Federal Spending & The Budget

Grain Subsidies

We cannot entirely blame the weather for spiraling grain prices, agricultural experts caution. Federal programs which continue to require tens of millions of acres of farmland to lie fallow are also responsible for the grain shortage, as well as the flood of beef which has come to market -- as a result of the higher grain prices -- and driven meat prices down.

  • This year the federal Conservation Reserve Program is paying farmers to leave 36 million acres of farmland idle, though most of it could be farmed with no major environmental harm.

  • This acreage -- mostly corn and wheat fields -- composes about 10 percent of American crop land.

  • Usually, the payments to farmers are equivalent to double or triple the local rental rate for the land.
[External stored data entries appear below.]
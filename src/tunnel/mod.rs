//! Per-session tunnel state machine
//!
//! A [`Tunnel`] pairs one accepted local connection with one upstream
//! transport and drives the session through a linear sequence of stages:
//! SOCKS5 negotiation on the incoming socket, resolve/dial of the upstream,
//! the obfuscation handshake (with an optional challenge-response round),
//! then bidirectional streaming until either side goes away.
//!
//! Every stage is entered from a completed socket or TLS operation. The
//! handler for a stage first acknowledges the half-state of the operation
//! that woke it (asserting it is `done` and returning it to `idle`),
//! inspects the result, then issues the operation the next stage waits on.
//! Any failed operation short-circuits to shutdown; an incomplete SOCKS
//! parse re-arms the incoming read without changing stage.

use std::net::{IpAddr, SocketAddr};
use std::sync::Arc;

use thiserror::Error;
use tokio::sync::mpsc;
use tokio::sync::Notify;
use tracing::{debug, error, warn};

use crate::cipher::{CipherError, ProtocolDecoder, ProtocolEncoder, ServerInfo};
use crate::env::ServerEnv;
use crate::socks5::{self, Command, ParseStatus, Parser, Reply, Socks5Error, AUTH_NONE};
use crate::transport::{
    PeerSocket, ReadEnd, TlsClient, TlsEvent, TransportError, WriteEnd,
};
use crate::transport::tls::TlsSender;

/// Tunnel errors
#[derive(Debug, Error)]
pub enum TunnelError {
    #[error("IO error: {0}")]
    Io(#[from] std::io::Error),

    #[error("SOCKS5 error: {0}")]
    Socks5(#[from] Socks5Error),

    #[error("Cipher error: {0}")]
    Cipher(#[from] CipherError),

    #[error("Transport error: {0}")]
    Transport(#[from] TransportError),

    #[error("{0} junk bytes after {1}")]
    Junk(usize, &'static str),

    #[error("Peer closed during negotiation")]
    PeerClosed,

    #[error("Codec failure during streaming")]
    CodecFailure,

    #[error("TLS transport shut down")]
    TlsClosed,

    #[error("Unexpected {0}")]
    Unexpected(&'static str),
}
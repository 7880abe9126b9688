//! Integration tests for the tunnel state machine
//!
//! Each test runs a real local SOCKS5 front-end (accept loop + tunnels)
//! and, where the scenario needs one, a mock SSR server speaking the same
//! chunk codec. Clients are plain `TcpStream`s issuing raw SOCKS5 bytes.

use std::net::SocketAddr;
use std::sync::Arc;
use std::time::Duration;

use shadow_tunnel::cipher::{Method, Obfs, Protocol, TunnelCipher};
use shadow_tunnel::tunnel::Tunnel;
use shadow_tunnel::{Config, ServerEnv, MAX_CHUNK_SIZE};
use tokio::io::{AsyncReadExt, AsyncWriteExt};
use tokio::net::{TcpListener, TcpStream};

const PASSWORD: &str = "integration-test-password";

/// Initial package for a CONNECT to 8.8.8.8:80
const INIT_PKG: [u8; 7] = [0x01, 8, 8, 8, 8, 0x00, 0x50];

fn test_config(remote: SocketAddr, protocol: &str) -> Config {
    Config {
        remote_host: remote.ip().to_string(),
        remote_port: remote.port(),
        listen_host: "127.0.0.1".to_string(),
        listen_port: 1080,
        udp: true,
        method: "chacha20-poly1305".to_string(),
        protocol: protocol.to_string(),
        obfs: "plain".to_string(),
        password: PASSWORD.to_string(),
        ..Config::default()
    }
}

fn reference_cipher(protocol: Protocol) -> TunnelCipher {
    TunnelCipher::create(
        Method::Chacha20Poly1305,
        protocol,
        Obfs::Plain,
        PASSWORD,
        MAX_CHUNK_SIZE,
    )
    .unwrap()
}

/// Bind an ephemeral SOCKS5 listener and spawn tunnels per connection.
async fn spawn_proxy(env: Arc<ServerEnv>) -> SocketAddr {
    let listener = TcpListener::bind("127.0.0.1:0").await.unwrap();
    let addr = listener.local_addr().unwrap();
    tokio::spawn(async move {
        loop {
            let Ok((stream, _)) = listener.accept().await else {
                break;
            };
            Tunnel::spawn(Arc::clone(&env), stream);
        }
    });
    addr
}

/// Drive the SOCKS5 greeting + CONNECT request for 8.8.8.8:80 and assert
/// the success reply echoes the initial package.
async fn socks5_connect(proxy: SocketAddr) -> TcpStream {
    let mut client = TcpStream::connect(proxy).await.unwrap();

    client.write_all(&[0x05, 0x01, 0x00]).await.unwrap();
    let mut method = [0u8; 2];
    client.read_exact(&mut method).await.unwrap();
    assert_eq!(method, [0x05, 0x00]);

    let mut request = vec![0x05, 0x01, 0x00];
    request.extend_from_slice(&INIT_PKG);
    client.write_all(&request).await.unwrap();

    let mut reply = [0u8; 10];
    client.read_exact(&mut reply).await.unwrap();
    assert_eq!(&reply[..3], &[0x05, 0x00, 0x00]);
    assert_eq!(&reply[3..], &INIT_PKG);

    client
}

/// Mock SSR server for one session. Verifies the initial package both as
/// raw wire bytes (against a reference encoder) and decoded, optionally
/// runs the challenge round, then expects "Hello" and answers "World".
async fn run_mock_ssr_server(listener: TcpListener, with_challenge: bool) {
    let (mut stream, _) = listener.accept().await.unwrap();
    let mut server = reference_cipher(Protocol::Origin);

    // The first wire bytes must be byte-equal to a reference encoding of
    // the initial package under the same key.
    let mut expected_wire = INIT_PKG.to_vec();
    reference_cipher(Protocol::Origin)
        .encrypt(&mut expected_wire)
        .unwrap();
    let mut wire = vec![0u8; expected_wire.len()];
    stream.read_exact(&mut wire).await.unwrap();
    assert_eq!(wire, expected_wire, "initial package must match reference encoder");

    let feedback = server.decrypt(&mut wire).unwrap();
    assert!(feedback.is_none());
    assert_eq!(wire, INIT_PKG);

    if with_challenge {
        // Issue the challenge and verify the client's receipt against a
        // reference decoder fed the same wire bytes.
        let mut challenge_wire = b"prove-it".to_vec();
        server.encrypt(&mut challenge_wire).unwrap();
        stream.write_all(&challenge_wire).await.unwrap();

        let mut reference = reference_cipher(Protocol::AuthChallenge);
        let mut copy = challenge_wire.clone();
        let expected_receipt = reference.decrypt(&mut copy).unwrap().unwrap();

        let mut receipt = vec![0u8; expected_receipt.len()];
        stream.read_exact(&mut receipt).await.unwrap();
        assert_eq!(receipt, expected_receipt);
    }

    // Client application data
    let mut plain = Vec::new();
    let mut tmp = [0u8; 2048];
    while plain.len() < 5 {
        let n = stream.read(&mut tmp).await.unwrap();
        assert!(n > 0, "upstream closed before payload arrived");
        let mut chunk = tmp[..n].to_vec();
        server.decrypt(&mut chunk).unwrap();
        plain.extend_from_slice(&chunk);
    }
    assert_eq!(plain, b"Hello");

    // Server application data
    let mut out = b"World".to_vec();
    server.encrypt(&mut out).unwrap();
    stream.write_all(&out).await.unwrap();

    // Hold the connection open until the client side goes away.
    let _ = stream.read(&mut tmp).await;
}

#[tokio::test]
async fn test_happy_path_connect() {
    let upstream = TcpListener::bind("127.0.0.1:0").await.unwrap();
    let upstream_addr = upstream.local_addr().unwrap();
    let server = tokio::spawn(run_mock_ssr_server(upstream, false));

    let env = Arc::new(ServerEnv::new(test_config(upstream_addr, "origin")));
    let proxy = spawn_proxy(Arc::clone(&env)).await;

    let mut client = socks5_connect(proxy).await;

    client.write_all(b"Hello").await.unwrap();

    let mut world = [0u8; 5];
    client.read_exact(&mut world).await.unwrap();
    assert_eq!(&world, b"World");

    drop(client);
    server.await.unwrap();
}

#[tokio::test]
async fn test_feedback_handshake() {
    let upstream = TcpListener::bind("127.0.0.1:0").await.unwrap();
    let upstream_addr = upstream.local_addr().unwrap();
    let server = tokio::spawn(run_mock_ssr_server(upstream, true));

    let env = Arc::new(ServerEnv::new(test_config(upstream_addr, "auth-challenge")));
    let proxy = spawn_proxy(Arc::clone(&env)).await;

    // The success reply only arrives after the challenge round completed.
    let mut client = socks5_connect(proxy).await;

    client.write_all(b"Hello").await.unwrap();
    let mut world = [0u8; 5];
    client.read_exact(&mut world).await.unwrap();
    assert_eq!(&world, b"World");

    drop(client);
    server.await.unwrap();
}

#[tokio::test]
async fn test_password_only_method_rejected() {
    let unused: SocketAddr = "127.0.0.1:9".parse().unwrap();
    let env = Arc::new(ServerEnv::new(test_config(unused, "origin")));
    let proxy = spawn_proxy(env).await;

    let mut client = TcpStream::connect(proxy).await.unwrap();
    client.write_all(&[0x05, 0x01, 0x02]).await.unwrap();

    let mut reply = [0u8; 2];
    client.read_exact(&mut reply).await.unwrap();
    assert_eq!(reply, [0x05, 0xFF]);

    // The tunnel terminates after the rejection lands.
    let mut probe = [0u8; 1];
    assert_eq!(client.read(&mut probe).await.unwrap(), 0);
}

#[tokio::test]
async fn test_bind_rejected_without_reply() {
    let unused: SocketAddr = "127.0.0.1:9".parse().unwrap();
    let env = Arc::new(ServerEnv::new(test_config(unused, "origin")));
    let proxy = spawn_proxy(env).await;

    let mut client = TcpStream::connect(proxy).await.unwrap();
    client.write_all(&[0x05, 0x01, 0x00]).await.unwrap();
    let mut method = [0u8; 2];
    client.read_exact(&mut method).await.unwrap();
    assert_eq!(method, [0x05, 0x00]);

    client
        .write_all(&[0x05, 0x02, 0x00, 0x01, 1, 2, 3, 4, 0x00, 0x50])
        .await
        .unwrap();

    let mut probe = [0u8; 1];
    assert_eq!(client.read(&mut probe).await.unwrap(), 0);
}

#[tokio::test]
async fn test_udp_associate_reply() {
    let unused: SocketAddr = "127.0.0.1:9".parse().unwrap();
    let env = Arc::new(ServerEnv::new(test_config(unused, "origin")));
    let proxy = spawn_proxy(env).await;

    let mut client = TcpStream::connect(proxy).await.unwrap();
    client.write_all(&[0x05, 0x01, 0x00]).await.unwrap();
    let mut method = [0u8; 2];
    client.read_exact(&mut method).await.unwrap();

    client
        .write_all(&[0x05, 0x03, 0x00, 0x01, 0, 0, 0, 0, 0, 0])
        .await
        .unwrap();

    // Reply carries the configured local bind: 127.0.0.1:1080.
    let mut reply = [0u8; 10];
    client.read_exact(&mut reply).await.unwrap();
    assert_eq!(
        reply,
        [0x05, 0x00, 0x00, 0x01, 127, 0, 0, 1, 0x04, 0x38]
    );

    let mut probe = [0u8; 1];
    assert_eq!(client.read(&mut probe).await.unwrap(), 0);
}

#[tokio::test]
async fn test_unresolvable_host_replies_host_unreachable() {
    let mut config = test_config("127.0.0.1:9".parse().unwrap(), "origin");
    config.remote_host = "definitely-not-a-real-host.invalid".to_string();
    let env = Arc::new(ServerEnv::new(config));
    let proxy = spawn_proxy(env).await;

    let mut client = TcpStream::connect(proxy).await.unwrap();
    client.write_all(&[0x05, 0x01, 0x00]).await.unwrap();
    let mut method = [0u8; 2];
    client.read_exact(&mut method).await.unwrap();

    let mut request = vec![0x05, 0x01, 0x00];
    request.extend_from_slice(&INIT_PKG);
    client.write_all(&request).await.unwrap();

    let mut reply = [0u8; 10];
    client.read_exact(&mut reply).await.unwrap();
    assert_eq!(reply[..4], [0x05, 0x04, 0x00, 0x01]);
}

#[tokio::test]
async fn test_connect_refused_reply() {
    // Nothing listens on the upstream port; the dial must fail and the
    // client must see connection-refused.
    let placeholder = TcpListener::bind("127.0.0.1:0").await.unwrap();
    let dead_addr = placeholder.local_addr().unwrap();
    drop(placeholder);

    let env = Arc::new(ServerEnv::new(test_config(dead_addr, "origin")));
    let proxy = spawn_proxy(env).await;

    let mut client = TcpStream::connect(proxy).await.unwrap();
    client.write_all(&[0x05, 0x01, 0x00]).await.unwrap();
    let mut method = [0u8; 2];
    client.read_exact(&mut method).await.unwrap();

    let mut request = vec![0x05, 0x01, 0x00];
    request.extend_from_slice(&INIT_PKG);
    client.write_all(&request).await.unwrap();

    let mut reply = [0u8; 10];
    client.read_exact(&mut reply).await.unwrap();
    assert_eq!(reply[..4], [0x05, 0x05, 0x00, 0x01]);
}

#[tokio::test]
async fn test_shutdown_all_terminates_every_tunnel() {
    let unused: SocketAddr = "127.0.0.1:9".parse().unwrap();
    let env = Arc::new(ServerEnv::new(test_config(unused, "origin")));
    let proxy = spawn_proxy(Arc::clone(&env)).await;

    // Three idle sessions parked in the handshake stage.
    let mut clients = Vec::new();
    for _ in 0..3 {
        clients.push(TcpStream::connect(proxy).await.unwrap());
    }

    wait_until(|| env.registry().len() == 3).await;

    env.registry().shutdown_all();

    wait_until(|| env.registry().is_empty()).await;

    // Every client observes its connection going away.
    for mut client in clients {
        let mut probe = [0u8; 1];
        assert_eq!(client.read(&mut probe).await.unwrap_or(0), 0);
    }
}

/// Poll a condition for up to ~2 seconds of event-loop turns.
async fn wait_until(mut cond: impl FnMut() -> bool) {
    for _ in 0..200 {
        if cond() {
            return;
        }
        tokio::time::sleep(Duration::from_millis(10)).await;
    }
    panic!("condition not reached in time");
}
  • Also, with high demand for grain on world markets, this unplowed land represents a loss of billions in international trade at a time when politicians decry the size of the trade deficit.

President Clinton and Congress had a chance this year to end this self-defeating system when they passed the new farm bill . But politics-as-usual and farm votes won out, and the Conservation Reserve Program was renewed. The administration also had the option of making it easy for farmers to withdraw early from the program if crop prices were high enough to encourage planting, as they are now. Instead, it issued regulations so tangled that most farmers chose to stick with their current commitments.

Adding to the problem, the administration last year continued to spend lavishly on export subsidies, using tax dollars to underwrite foreign grain buyers, who wound up getting U. S. wheat at fire sale prices.

Moreover, despite signs of a potential shortfall in corn reserves, the administration last year required corn growers participating in support programs to leave five million acres idle. Since then, corn prices have more than doubled.

According to some agricultural specialists, the administration's farm policy seems to be to minimize harvests in order to maximize prices.